Our flesh will always be with us until it dies and we are fully free from the bondage of it. However, Christ offers us a freedom while we are still living in our flesh. As best as possible I want to be free to simply “be” what Christ’s Gift to me–The Holy Spirit–is offering. Moving from the “not wanting to be like” to the world of “being all Christ has for me” will likely be a process the rest of my life. But, it is one I never want to move away from.

THE JOURNEY CONTINUES: AUG. 3, 2024

Well, the vehicle is sitting in the garage. Kathy not only liked it, she seemed to love it. That is all good to have in place. As I went to bed last night I was glad that I could easily sleep. Well, that proved to be true until 4:38 am. There was going to be no going back to sleep so I’ve had a longer time this morning working through things with God. How fortunate we are to have the very God who created us so intimately interested in everything in our lives!

Our lead pastor came by yesterday morning to get the 4 gallons of blackberries I’d picked the day before. He is one of my best customers! I’ve grown to love and respect him as our lead. He is very good at promoting healthy activities and always keeping you focused on God’s purposes for what we do.
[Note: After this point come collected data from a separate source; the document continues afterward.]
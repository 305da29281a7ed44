// 该文件是 Shanan Remote （山南远程推理） 项目的一部分。
// src/model/remote.rs - 远程推理检测器
//
// 本文件根据 Apache 许可证第 2.0 版（以下简称“许可证”）授权使用；
// 除非遵守该许可证条款，否则您不得使用本文件。
// 您可通过以下网址获取许可证副本：
// http://www.apache.org/licenses/LICENSE-2.0
// 除非适用法律要求或书面同意，根据本许可协议分发的软件均按“原样”提供，
// 不附带任何形式的明示或暗示的保证或条件。
// 有关许可权限与限制的具体条款，请参阅本许可协议。
//
// Copyright (C) 2026 Johann Li <me@qinka.pro>, Wareless Group

use std::time::{Duration, Instant};

use image::RgbImage;
use thiserror::Error;
use tracing::{debug, error, info, warn};
use url::Url;

use crate::{
  FromUrl, FromUrlWithScheme,
  letterbox::{LetterboxError, letterbox},
  model::{
    ConfigError, DetectItem, DetectResult, DetectorConfig, Model, Stage, StageHook,
    config::TRITON_SCHEME,
  },
  tensor::{ChannelOrder, PackError, pack},
  triton::{
    DATATYPE_FP32, DecodeError, InferInput, InferOutputs, InferenceBackend, ModelMetadata,
    TritonError, TritonHttpClient,
  },
  unmap::{RawBox, unmap},
};

#[derive(Error, Debug)]
pub enum DetectError {
  #[error("几何变换错误: {0}")]
  Letterbox(#[from] LetterboxError),
  #[error("张量打包错误: {0}")]
  Pack(#[from] PackError),
  #[error("推理请求错误: {0}")]
  Inference(#[from] TritonError),
  #[error("输出解析错误: {0}")]
  Decode(#[from] DecodeError),
}

/// 根据模型元数据确定的输入张量参数
#[derive(Debug, Clone, PartialEq, Eq)]
pub struct ResolvedInput {
  pub name: String,
  pub datatype: String,
  /// 请求中使用的形状，动态维度已替换
  pub shape: Vec<i64>,
  pub height: u32,
  pub width: u32,
}

fn resolve_dim(dim: i64, fallback: u32) -> Option<u32> {
  if dim < 0 {
    Some(fallback)
  } else {
    u32::try_from(dim).ok().filter(|v| *v > 0)
  }
}

/// 从模型元数据中解析第一个输入
///
/// 支持 `[N, 3, H, W]` 与 `[3, H, W]`；`-1` 维度分别以 1、3 和配置尺寸替换。
pub fn resolve_input(
  metadata: &ModelMetadata,
  config: &DetectorConfig,
) -> Result<ResolvedInput, ConfigError> {
  let input = metadata.inputs.first().ok_or(ConfigError::MissingInput)?;
  if metadata.inputs.len() > 1 {
    warn!("模型有 {} 个输入, 仅使用第一个", metadata.inputs.len());
  }

  if input.datatype != DATATYPE_FP32 {
    error!("输入 {} 的数据类型为 {}", input.name, input.datatype);
    return Err(ConfigError::UnsupportedDatatype(input.datatype.clone()));
  }

  let unsupported = || ConfigError::UnsupportedShape(input.shape.clone());
  let (batch, channels, height, width) = match input.shape.as_slice() {
    &[n, c, h, w] => (Some(n), c, h, w),
    &[c, h, w] => (None, c, h, w),
    _ => return Err(unsupported()),
  };

  if channels >= 0 && channels != 3 {
    return Err(unsupported());
  }
  if batch.is_some_and(|n| n > 1) {
    return Err(unsupported());
  }

  let height = resolve_dim(height, config.input_height).ok_or_else(unsupported)?;
  let width = resolve_dim(width, config.input_width).ok_or_else(unsupported)?;
  if (height, width) != (config.input_height, config.input_width) {
    info!(
      "使用模型声明的输入尺寸 {}x{} (配置为 {}x{})",
      width, height, config.input_width, config.input_height
    );
  }

  let mut shape = Vec::with_capacity(4);
  if batch.is_some() {
    shape.push(1);
  }
  shape.extend([3, height as i64, width as i64]);

  Ok(ResolvedInput {
    name: input.name.clone(),
    datatype: input.datatype.clone(),
    shape,
    height,
    width,
  })
}

/// 从推理输出中取出检测框与置信度
///
/// 检测框数组每 4 个浮点数为一个框，置信度数量必须与框数量一致。
pub fn parse_detections(
  outputs: &InferOutputs,
  boxes_output: &str,
  scores_output: &str,
) -> Result<(Vec<RawBox>, Vec<f32>), DecodeError> {
  let flat = outputs.as_f32(boxes_output)?;
  if flat.len() % 4 != 0 {
    return Err(DecodeError::BoxCount(flat.len()));
  }
  let boxes: Vec<RawBox> = flat
    .chunks_exact(4)
    .map(|c| [c[0], c[1], c[2], c[3]])
    .collect();

  let scores = outputs.as_f32(scores_output)?;
  if scores.len() != boxes.len() {
    return Err(DecodeError::ScoreCount {
      boxes: boxes.len(),
      scores: scores.len(),
    });
  }

  Ok((boxes, scores))
}

/// 通过远程推理服务执行检测
///
/// 检测器本身不保存可变状态，每次调用都分配独立的缓冲区与 letterbox 参数。
pub struct RemoteDetector<B = TritonHttpClient> {
  backend: B,
  config: DetectorConfig,
  input: ResolvedInput,
  requested_outputs: Vec<String>,
  hook: Option<StageHook>,
}

impl<B: InferenceBackend> RemoteDetector<B> {
  pub fn config(&self) -> &DetectorConfig {
    &self.config
  }

  pub fn input(&self) -> &ResolvedInput {
    &self.input
  }

  pub fn requested_outputs(&self) -> &[String] {
    &self.requested_outputs
  }

  pub fn backend(&self) -> &B {
    &self.backend
  }

  fn observe(&self, stage: Stage, elapsed: Duration) {
    debug!("{}耗时: {:.2?}", stage, elapsed);
    if let Some(hook) = &self.hook {
      hook(stage, elapsed);
    }
  }

  pub fn detect(&self, image: &RgbImage) -> Result<DetectResult, DetectError> {
    let (height, width) = (self.input.height, self.input.width);

    let now = Instant::now();
    let (letterboxed, params) = letterbox(image, height, width, self.config.keep_ratio)?;
    let tensor = pack(&letterboxed, height, width, self.config.channel_order)?;
    self.observe(Stage::Preprocess, now.elapsed());

    let now = Instant::now();
    let input = InferInput {
      name: self.input.name.clone(),
      datatype: self.input.datatype.clone(),
      shape: self.input.shape.clone(),
      data: tensor.to_le_bytes(),
    };
    let outputs = self.backend.infer(
      &self.config.model,
      self.config.version.as_deref(),
      input,
      &self.requested_outputs,
    )?;
    self.observe(Stage::Inference, now.elapsed());

    let now = Instant::now();
    let (boxes, scores) = parse_detections(
      &outputs,
      &self.config.boxes_output,
      &self.config.scores_output,
    )?;
    let items: Vec<DetectItem> = unmap(&boxes, &params)
      .into_iter()
      .zip(scores)
      .map(|(rect, score)| DetectItem { score, rect })
      .collect();
    self.observe(Stage::Postprocess, now.elapsed());

    debug!("检测到 {} 个物体", items.len());
    Ok(DetectResult::from(items))
  }
}

impl<B: InferenceBackend> Model for RemoteDetector<B> {
  type Input = RgbImage;
  type Output = DetectResult;
  type Error = DetectError;

  fn infer(&self, input: &Self::Input) -> Result<Self::Output, Self::Error> {
    self.detect(input)
  }
}

pub struct RemoteDetectorBuilder {
  config: DetectorConfig,
  hook: Option<StageHook>,
}

impl FromUrlWithScheme for RemoteDetectorBuilder {
  const SCHEME: &'static str = TRITON_SCHEME;
}

impl FromUrl for RemoteDetectorBuilder {
  type Error = ConfigError;

  fn from_url(url: &Url) -> Result<Self, Self::Error> {
    Ok(RemoteDetectorBuilder::new(DetectorConfig::from_url(url)?))
  }
}

impl RemoteDetectorBuilder {
  pub fn new(config: DetectorConfig) -> Self {
    RemoteDetectorBuilder { config, hook: None }
  }

  pub fn keep_ratio(mut self, keep_ratio: bool) -> Self {
    self.config.keep_ratio = keep_ratio;
    self
  }

  pub fn channel_order(mut self, order: ChannelOrder) -> Self {
    self.config.channel_order = order;
    self
  }

  pub fn timeout(mut self, timeout: Duration) -> Self {
    self.config.timeout = timeout;
    self
  }

  pub fn input_size(mut self, height: u32, width: u32) -> Self {
    self.config.input_height = height;
    self.config.input_width = width;
    self
  }

  pub fn outputs(mut self, boxes: impl Into<String>, scores: impl Into<String>) -> Self {
    self.config.boxes_output = boxes.into();
    self.config.scores_output = scores.into();
    self
  }

  /// 注册阶段耗时回调
  pub fn on_stage<F>(mut self, hook: F) -> Self
  where
    F: Fn(Stage, Duration) + Send + Sync + 'static,
  {
    self.hook = Some(Box::new(hook));
    self
  }

  pub fn config(&self) -> &DetectorConfig {
    &self.config
  }

  /// 在查询元数据之前探测服务是否就绪
  pub fn server_ready(&self) -> Result<bool, TritonError> {
    TritonHttpClient::new(self.config.server_url.clone(), self.config.timeout).server_ready()
  }

  pub fn build(self) -> Result<RemoteDetector<TritonHttpClient>, ConfigError> {
    let backend = TritonHttpClient::new(self.config.server_url.clone(), self.config.timeout);
    self.build_with_backend(backend)
  }

  /// 使用给定的推理后端构建检测器，查询一次模型元数据
  pub fn build_with_backend<B: InferenceBackend>(
    self,
    backend: B,
  ) -> Result<RemoteDetector<B>, ConfigError> {
    let RemoteDetectorBuilder { config, hook } = self;

    info!("查询模型 {} 的元数据", config.model);
    let metadata = backend.model_metadata(&config.model, config.version.as_deref())?;
    let input = resolve_input(&metadata, &config)?;

    let requested_outputs = metadata.output_names();
    for name in [&config.boxes_output, &config.scores_output] {
      if !requested_outputs.contains(name) {
        error!("模型输出 {:?} 中没有 {}", requested_outputs, name);
        return Err(ConfigError::MissingOutput(name.clone()));
      }
    }

    info!(
      "模型加载完成: 输入 {} {:?}, 输出 {:?}",
      input.name, input.shape, requested_outputs
    );

    Ok(RemoteDetector {
      backend,
      config,
      input,
      requested_outputs,
      hook,
    })
  }
}
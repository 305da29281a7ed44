// 该文件是 Shanan Remote （山南远程推理） 项目的一部分。
// src/input.rs - 图像输入
//
// 本文件根据 Apache 许可证第 2.0 版（以下简称“许可证”）授权使用；
// 除非遵守该许可证条款，否则您不得使用本文件。
// 您可通过以下网址获取许可证副本：
// http://www.apache.org/licenses/LICENSE-2.0
// 除非适用法律要求或书面同意，根据本许可协议分发的软件均按“原样”提供，
// 不附带任何形式的明示或暗示的保证或条件。
// 有关许可权限与限制的具体条款，请参阅本许可协议。
//
// Copyright (C) 2026 Johann Li <me@qinka.pro>, Wareless Group

#[cfg(feature = "read_image_file")]
mod read_image_file;

#[cfg(feature = "read_image_file")]
pub use self::read_image_file::{ImageFileInput, ImageFileInputError};
use crate::constants::INBOUND_CSV_HEADERS;
use crate::types::UnixTimestamp;
use crate::{Error, InboundMessage};
use csv::{ReaderBuilder, StringRecord};
use std::io::Read;

/// Reads inbound messages from a CSV stream with the `INBOUND_CSV_HEADERS` columns.
///
/// Columns are matched by header name. A blank `Display Name` means the transport could
/// not resolve the contact, and a blank `Timestamp` falls back to `now`.
pub fn read_inbound_messages<R: Read>(
    reader: R,
    now: UnixTimestamp,
) -> Result<Vec<InboundMessage>, Error> {
    let mut reader = ReaderBuilder::new()
        .has_headers(true)
        .flexible(true)
        .from_reader(reader);

    let headers = reader
        .headers()
        .map_err(|e| Error::ParserError(format!("Failed to read headers: {}", e)))?
        .clone();

    let columns = INBOUND_CSV_HEADERS
        .iter()
        .map(|name| {
            headers
                .iter()
                .position(|header| header == *name)
                .ok_or_else(|| Error::ParserError(format!("Missing '{}' column", name)))
        })
        .collect::<Result<Vec<usize>, Error>>()?;

    let mut messages = Vec::new();

    for record in reader.records() {
        let record =
            record.map_err(|e| Error::ParserError(format!("Failed to read record: {}", e)))?;

        let display_name = field(&record, &columns, 2)?.trim();
        let timestamp = field(&record, &columns, 4)?.trim();

        messages.push(InboundMessage {
            group_id: field(&record, &columns, 0)?.to_string(),
            user_id: field(&record, &columns, 1)?.to_string(),
            display_name: Some(display_name)
                .filter(|name| !name.is_empty())
                .map(str::to_string),
            is_group_chat: parse_bool(field(&record, &columns, 3)?)?,
            text: field(&record, &columns, 5)?.to_string(),
            timestamp: if timestamp.is_empty() {
                now
            } else {
                timestamp
                    .parse::<UnixTimestamp>()
                    .map_err(|e| Error::ParserError(format!("Invalid timestamp: {}", e)))?
            },
        });
    }

    Ok(messages)
}

fn field<'r>(
    record: &'r StringRecord,
    columns: &[usize],
    column: usize,
) -> Result<&'r str, Error> {
    record.get(columns[column]).ok_or_else(|| {
        Error::ParserError(format!("Missing '{}' field", INBOUND_CSV_HEADERS[column]))
    })
}

fn parse_bool(value: &str) -> Result<bool, Error> {
    match value.trim().to_lowercase().as_str() {
        "true" | "1" | "yes" => Ok(true),
        "false" | "0" | "no" => Ok(false),
        other => Err(Error::ParserError(format!(
            "Invalid 'Is Group' value: {}",
            other
        ))),
    }
}
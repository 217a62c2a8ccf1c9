use crate::constants::SNAPSHOT_CSV_HEADERS;
use crate::{AggregationIndex, Error};
use csv::WriterBuilder;
use flate2::write::GzEncoder;
use flate2::Compression;
use std::io::Write;

/// Writes every leaf of the index as a gzip-compressed CSV document.
///
/// Rows are written in sorted order so that identical indexes produce identical
/// snapshots.
pub fn write_index_snapshot<W: Write>(index: &AggregationIndex, writer: W) -> Result<(), Error> {
    let encoder = GzEncoder::new(writer, Compression::default());

    let mut csv_writer = WriterBuilder::new().has_headers(false).from_writer(encoder);
    csv_writer.write_record(SNAPSHOT_CSV_HEADERS)?;

    for entry in index.entries() {
        csv_writer.write_record([
            entry.group_id.as_str(),
            entry.symbol.as_str(),
            entry.period.to_string().as_str(),
            entry.user_id.as_str(),
            entry.count.to_string().as_str(),
        ])?;
    }

    let encoder = csv_writer
        .into_inner()
        .map_err(|e| Error::Other(format!("Failed to flush snapshot: {}", e)))?;

    let mut writer = encoder.finish()?;
    writer.flush()?;

    Ok(())
}
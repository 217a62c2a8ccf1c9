use crate::types::OccurrenceMap;
use crate::utils::count_substring_occurrences;
use crate::TrackingSet;

pub struct OccurrenceCounter;

impl OccurrenceCounter {
    /// Counts every tracked symbol within `text`.
    ///
    /// The result is sparse: symbols which do not occur are omitted rather than mapped to
    /// zero. When nothing is tracked the text is not scanned at all.
    pub fn count(text: &str, tracking_set: &TrackingSet) -> OccurrenceMap {
        let mut occurrences = OccurrenceMap::new();

        if tracking_set.is_empty() {
            return occurrences;
        }

        for symbol in tracking_set.iter() {
            let count = count_substring_occurrences(text, symbol);

            if count > 0 {
                occurrences.insert(symbol.clone(), count);
            }
        }

        occurrences
    }
}
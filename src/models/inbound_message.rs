use crate::types::{DisplayName, GroupId, UnixTimestamp, UserId};

/// A message as delivered by the transport.
#[derive(Debug, Clone, PartialEq, Eq)]
pub struct InboundMessage {
    pub group_id: GroupId,
    /// The author, or the sender id when the transport has no separate author.
    pub user_id: UserId,
    /// `None` when the transport failed to retrieve the contact's name.
    pub display_name: Option<DisplayName>,
    pub is_group_chat: bool,
    pub text: String,
    /// Arrival time; the counting period is derived from this, never from the text.
    pub timestamp: UnixTimestamp,
}

impl InboundMessage {
    pub fn new(
        group_id: &str,
        user_id: &str,
        display_name: Option<&str>,
        text: &str,
        timestamp: UnixTimestamp,
    ) -> Self {
        InboundMessage {
            group_id: group_id.to_string(),
            user_id: user_id.to_string(),
            display_name: display_name.map(str::to_string),
            is_group_chat: true,
            text: text.to_string(),
            timestamp,
        }
    }

    /// Builds a message from a one-to-one chat, which the engine ignores.
    pub fn direct(user_id: &str, text: &str, timestamp: UnixTimestamp) -> Self {
        InboundMessage {
            is_group_chat: false,
            ..InboundMessage::new(user_id, user_id, None, text, timestamp)
        }
    }
}
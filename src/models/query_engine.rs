use crate::models::{
    AggregationIndex, BreakdownEntry, CountSummary, DisplayNameDirectory, PeriodKey, QueryResult,
    Ranking, UserCount,
};
use crate::utils::sort_breakdown;

/// Read-only queries over the aggregation index, rendered through the display-name
/// directory.
pub struct QueryEngine<'a> {
    index: &'a AggregationIndex,
    directory: &'a DisplayNameDirectory,
}

impl<'a> QueryEngine<'a> {
    pub fn new(index: &'a AggregationIndex, directory: &'a DisplayNameDirectory) -> Self {
        QueryEngine { index, directory }
    }

    /// Total plus per-user breakdown.
    pub fn count(
        &self,
        group_id: &str,
        symbol: &str,
        period: PeriodKey,
    ) -> QueryResult<CountSummary> {
        self.breakdown(group_id, symbol, period)
            .map(|breakdown| CountSummary {
                period,
                total: breakdown.iter().map(|entry| entry.count).sum(),
                breakdown,
            })
            .into()
    }

    pub fn ranking(&self, group_id: &str, symbol: &str, period: PeriodKey) -> QueryResult<Ranking> {
        self.breakdown(group_id, symbol, period)
            .map(|breakdown| Ranking { period, breakdown })
            .into()
    }

    /// Looks up a single user's count. Not found whenever that user has no entry, even if
    /// other users do.
    pub fn user_count(
        &self,
        group_id: &str,
        symbol: &str,
        period: PeriodKey,
        user_id: &str,
    ) -> QueryResult<UserCount> {
        self.index
            .user_count(group_id, symbol, period, user_id)
            .map(|count| UserCount { period, count })
            .into()
    }

    fn breakdown(
        &self,
        group_id: &str,
        symbol: &str,
        period: PeriodKey,
    ) -> Option<Vec<BreakdownEntry>> {
        let users = self.index.get(group_id, symbol, period)?;

        let breakdown = sort_breakdown(users)
            .into_iter()
            .enumerate()
            .map(|(index, (user_id, count))| BreakdownEntry {
                rank: index + 1,
                display_name: self.directory.lookup(&user_id).to_string(),
                user_id,
                count,
            })
            .collect();

        Some(breakdown)
    }
}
Living for Jesus one day at a time, trusting HIm for each tomorrow is a step I would never have thought would be so difficult for me. Maybe more of us are that way than I’ve known. But, I need to deal with just me in this matter. Jesus is so patient and kind at keeping me focused on this. As I begin to drift into the tomorrows wondering how to handle this or that, He brings me quickly back to: “Are you forgetting who will be with you tomorrow?” As soon as I hear this I remember to let it go. How GREAT OUR GOD IS!

THE JOURNEY CONTINUES: AUG. 2, 2024

There is so much on my mind this morning that God is working to have me let Him have control of them. Kathy and I are going to look at a vehicle the salesman says is just the one. Yet, there is one item about it which I like, but Kathy is pretty sure she doesn’t like. Yesterday I got a call from a friend who last Spring said some of the ugliest things to me from his wife to Kathy. I won’t go into the reasons why, but the stroke Kathy had changed some things about her personality which caused this “friend” to never want to see her again. Well, now what happened then, is as though it didn’t take place and we are to be “best friends” all over again. In addition to this, I talked to the young man last night at Celebrate Recovery regarding the book study. He was OK with it, but one knows it is just to please me.

I was journaling about all of this to Jesus earlier and asked what i’m to do? It was amazing to hear The Spirit’s voice say, “Live for me this day. Do what I have for you to do today. When tomorrow comes you will know what to do with what is before you. The situation with the friends will come about on Monday and that day you will know what to say/do.” Instantly, upon writing this in my journal, I had a “deep settled peace in my soul”. I knew I could simply trust Jesus and His Holy Spirit to lead me one day at a time. My role is to respond to what I’m to do in the day I’m nudged. Pretty simple, yet for me–profound WISDOM. I then wrote in my journal–Jesus, Your Holy Spirit is nothing but WISDOM. I need to be a good listener and then a good responder to it.

Oh, how I wanted to handle each of these situations differently. I wanted to convince them of the importance I see. However, God wants me to be patient so what is seen is Him completing His Work. Another lesson to learn!